To properly sample the local culture, don't wate your time round the city centre. You wanna get the bus out to Huyton and that.


----------



## two sheds (Sep 21, 2008)

cyberfairy said:


> I recommend the Everyman Bistro for really good healthy food served in a canteen style in a underground bar. Brilliant veggie choice and good cider.



Bloody hell is that still open? Yep great place - i'd thought it closed 30 years ago though.


----------



## cyberfairy (Sep 21, 2008)

Hi-ASL said:


> To properly sample the local culture, don't wate your time round the city centre. You wanna get the bus out to Huyton and that.



Didn't have time to do that as last train at seven but will do next time-did not spend much time in centre itself after a terrifying experience getting lost in TK Maxx. I kept thinking I had found the exit and run towards it sobbing only to end up in Home and Garden or Plus size Woman. Was nearly shaking when I finally emerged.


----------



## cyberfairy (Sep 21, 2008)

two sheds said:


> Bloody hell is that still open? Yep great place - i'd thought it closed 30 years ago though.



http://www.everyman.co.uk/

Still there Dead cool place and nice to get a full blown decent meal with drinks for under twenty quid.


----------



## Hi-ASL (Sep 21, 2008)

cyberfairy said:


> Didn't have time to do that as last train at seven but will do next time




Don't. The city centre's nice.


----------



## cyberfairy (Sep 21, 2008)

Hi-ASL said:


> Don't. The city centre's nice.



Why not? Looked nice from train window-I am aware it has a 'certain reputation' but nobody gonna fuck with a cyberfairy


----------



## Hi-ASL (Sep 21, 2008)

You rock.


----------



## rosa (Sep 21, 2008)

cyberfairy said:


> Why not? *Looked nice from train window*-I am aware it has a 'certain reputation' but nobody gonna fuck with a cyberfairy


EH? Which bit looked nice? The Queens and its charming clientele? the 'Die Rooney Scum' graffiti? The McDonalds? 

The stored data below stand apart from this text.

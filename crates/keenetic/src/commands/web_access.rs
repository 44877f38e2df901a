//! Public web configurator access.

use keenetic_core::{Command as CoreCommand, Controller};

use crate::cli::{GlobalOpts, WebAccessArgs, WebAccessCommand};
use crate::error::CliError;

pub async fn handle(
    controller: &Controller,
    args: WebAccessArgs,
    global: &GlobalOpts,
) -> Result<(), CliError> {
    let public = matches!(args.command, WebAccessCommand::On);
    if public
        && !super::util::confirm(
            "Expose the web configurator to the internet?",
            "web-access on",
            global.yes,
        )?
    {
        return Ok(());
    }

    controller
        .execute(CoreCommand::SetWebConfiguratorAccess { public })
        .await?;
    if !global.quiet {
        let scope = if public { "the internet" } else { "the home network only" };
        eprintln!("Web configurator reachable from {scope}");
    }
    Ok(())
}
// ── Firmware status ──

use serde::{Deserialize, Serialize};

/// Map a firmware sandbox to its release-notes channel.
///
/// `stable → main`, `preview → preview`, `draft → dev`.
pub fn release_notes_channel(sandbox: &str) -> Option<&'static str> {
    match sandbox {
        "stable" => Some("main"),
        "preview" => Some("preview"),
        "draft" => Some("dev"),
        _ => None,
    }
}

/// Installed vs. available firmware, refreshed on the slow poll.
#[derive(Debug, Clone, PartialEq, Eq, Serialize, Deserialize)]
pub struct FirmwareStatus {
    pub installed: Option<String>,
    pub available: Option<String>,
    /// Update channel: `stable`, `preview` or `draft`.
    pub sandbox: Option<String>,
    pub title: Option<String>,
    pub update_available: bool,
}

impl FirmwareStatus {
    pub fn release_notes_channel(&self) -> Option<&'static str> {
        self.sandbox.as_deref().and_then(release_notes_channel)
    }

    /// Version whose release notes are worth showing: the available one if newer.
    pub fn notes_version(&self) -> Option<&str> {
        if self.update_available {
            self.available.as_deref()
        } else {
            self.installed.as_deref()
        }
    }
}

#[cfg(test)]
mod tests {
    use super::*;

    #[test]
    fn sandbox_maps_to_channel() {
        assert_eq!(release_notes_channel("stable"), Some("main"));
        assert_eq!(release_notes_channel("preview"), Some("preview"));
        assert_eq!(release_notes_channel("draft"), Some("dev"));
        assert_eq!(release_notes_channel("nightly"), None);
    }
}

If you want terrifying 'local' culture get off at Prescot,the next stop, and go to the Dog House opp the station and watch 16-year-old emo kids get shitfaced on snakebite and black.


----------



## Hi-ASL (Sep 21, 2008)

*shuffles feet uncomfortably as things start getting dangerously close to home.. *


----------



## rosa (Sep 21, 2008)

Hi-ASL said:


> *shuffles feet uncomfortably as things start getting dangerously close to home.. *


You're unlucky enough to come from Prescot as well? Small world isn't it...


----------



## Hi-ASL (Sep 21, 2008)

no. near there though.

*shuffle. shuffle.*


----------



## cyberfairy (Sep 21, 2008)

rosa said:


> EH? Which bit looked nice? The Queens and its charming clientele? the 'Die Rooney Scum' graffiti? The McDonalds?
> 
> If you want terrifying 'local' culture get off at Prescot,the next stop, and go to the Dog House opp the station and watch 16-year-old emo kids get shitfaced on snakebite and black.

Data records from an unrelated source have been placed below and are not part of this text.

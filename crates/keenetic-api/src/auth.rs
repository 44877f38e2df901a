// Challenge-response authentication
//
// The router answers an unauthenticated `GET /auth` with 401 plus a realm
// and a one-time challenge. The login hash is
// `sha256_hex(challenge + md5_hex("user:realm:password"))`, posted back to
// `/auth`. On success the session cookie lands in the client's jar.

use md5::Md5;
use reqwest::header::HeaderMap;
use reqwest::{Method, StatusCode};
use secrecy::ExposeSecret;
use serde_json::json;
use sha2::{Digest, Sha256};
use tracing::debug;

use crate::client::RouterClient;
use crate::error::Error;

const AUTH_PATH: &str = "/auth";
const REALM_HEADER: &str = "X-NDM-Realm";
const CHALLENGE_HEADER: &str = "X-NDM-Challenge";

/// Compute the login hash for one challenge.
pub fn challenge_response(username: &str, realm: &str, password: &str, challenge: &str) -> String {
    let digest = hex::encode(Md5::digest(format!("{username}:{realm}:{password}").as_bytes()));
    hex::encode(Sha256::digest(format!("{challenge}{digest}").as_bytes()))
}

/// Realm and challenge advertised by a 401 answer to `GET /auth`.
#[derive(Debug, Clone, PartialEq, Eq)]
struct Challenge {
    realm: String,
    token: String,
}

impl Challenge {
    fn from_headers(headers: &HeaderMap) -> Option<Self> {
        let realm = headers.get(REALM_HEADER)?.to_str().ok()?;
        let token = headers.get(CHALLENGE_HEADER)?.to_str().ok()?;
        Some(Self {
            realm: realm.to_owned(),
            token: token.to_owned(),
        })
    }
}

impl RouterClient {
    /// Make sure the client holds a valid session.
    ///
    /// Probes `/auth`; when the router asks for a challenge, answers it
    /// exactly once. Returns `Ok(true)` when the final status is 200 and
    /// `Ok(false)` for any other non-401 status.
    pub async fn authenticate(&self) -> Result<bool, Error> {
        let first = self.send(Method::GET, AUTH_PATH, None).await?;
        if first.status() != StatusCode::UNAUTHORIZED {
            return Ok(first.status() == StatusCode::OK);
        }

        let challenge =
            Challenge::from_headers(first.headers()).ok_or_else(|| Error::Authentication {
                message: "router refused the session without a login challenge".into(),
            })?;

        debug!(realm = %challenge.realm, "answering login challenge");
        let hash = challenge_response(
            self.username(),
            &challenge.realm,
            self.password().expose_secret(),
            &challenge.token,
        );
        let body = json!({
            "login": self.username(),
            "password": hash,
        });

        let resp = self.send(Method::POST, AUTH_PATH, Some(&body)).await?;
        match resp.status() {
            StatusCode::UNAUTHORIZED => Err(Error::Authentication {
                message: "invalid username or password".into(),
            }),
            status => {
                debug!(status = status.as_u16(), "login answered");
                Ok(status == StatusCode::OK)
            }
        }
    }
}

Saw some quite fancy looking houses with nice gardens and even looked at local paper which had no stabbings on front page, just something nice. Lightweights


----------



## _angel_ (Sep 21, 2008)

two sheds said:


> Bloody hell is that still open? Yep great place - i'd thought it closed 30 years ago though.



I remember it fondly.


----------



## Bernie Gunther (Sep 21, 2008)

Hi-ASL said:


> To properly sample the local culture, don't wate your time round the city centre. You wanna get the bus out to Huyton and that.


 I worked in Huyton one summer. I'm from Birkenhead, so it takes a fair bit to disturb me, but the clientele of the 'Quiet Man' managed it. 

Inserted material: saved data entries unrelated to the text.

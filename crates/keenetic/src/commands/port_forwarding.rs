//! Port-forwarding rule handlers.

use tabled::Tabled;

use keenetic_core::{Command as CoreCommand, Controller, PortForwardRule};

use crate::cli::{GlobalOpts, PortForwardingArgs, PortForwardingCommand};
use crate::error::CliError;
use crate::output;

use super::util;

#[derive(Tabled)]
struct RuleRow {
    #[tabled(rename = "Index")]
    index: String,
    #[tabled(rename = "Name")]
    name: String,
    #[tabled(rename = "Interface")]
    interface: String,
    #[tabled(rename = "Proto")]
    protocol: String,
    #[tabled(rename = "Ports")]
    ports: String,
    #[tabled(rename = "To")]
    to_host: String,
    #[tabled(rename = "Enabled")]
    enabled: String,
}

impl RuleRow {
    fn new(r: &PortForwardRule, color: bool) -> Self {
        Self {
            index: r.index.clone(),
            name: r.name.clone(),
            interface: util::or_dash(r.interface.as_deref()),
            protocol: util::or_dash(r.protocol.as_deref()),
            ports: util::or_dash(r.port_range().as_deref()),
            to_host: util::or_dash(r.to_host.as_deref()),
            enabled: output::paint_state(&util::yes_no(r.enabled()), color),
        }
    }
}

pub async fn handle(
    controller: &Controller,
    args: PortForwardingArgs,
    global: &GlobalOpts,
) -> Result<(), CliError> {
    let (index, enabled) = match args.command {
        PortForwardingCommand::List => {
            let snap = util::snapshot(controller)?;
            let color = output::should_color(&global.color);
            let rules: Vec<&PortForwardRule> = snap.port_forwards.values().collect();
            let out = output::render_list(
                &global.output,
                &rules,
                |r| RuleRow::new(r, color),
                |r| r.index.clone(),
            )?;
            output::print_output(&out, global.quiet);
            return Ok(());
        }
        PortForwardingCommand::Enable { index } => (index, true),
        PortForwardingCommand::Disable { index } => (index, false),
    };

    controller
        .execute(CoreCommand::SetPortForwarding {
            index: index.clone(),
            enabled,
        })
        .await?;
    if !global.quiet {
        let state = if enabled { "enabled" } else { "disabled" };
        eprintln!("Rule {index} {state}");
    }
    Ok(())
}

Why is it that all the 'toddler eaten by pit-bull' stories in the Echo are either from there or Kirby?


----------



## rosa (Sep 21, 2008)

Bernie Gunther said:


> I worked in Huyton one summer. I'm from Birkenhead, so it takes a fair bit to disturb me, but the clientele of the 'Quiet Man' managed it.



Ah, the Quiet Man, and its carpet of broken glass. Think it might have shut down now. Probably for the best.


----------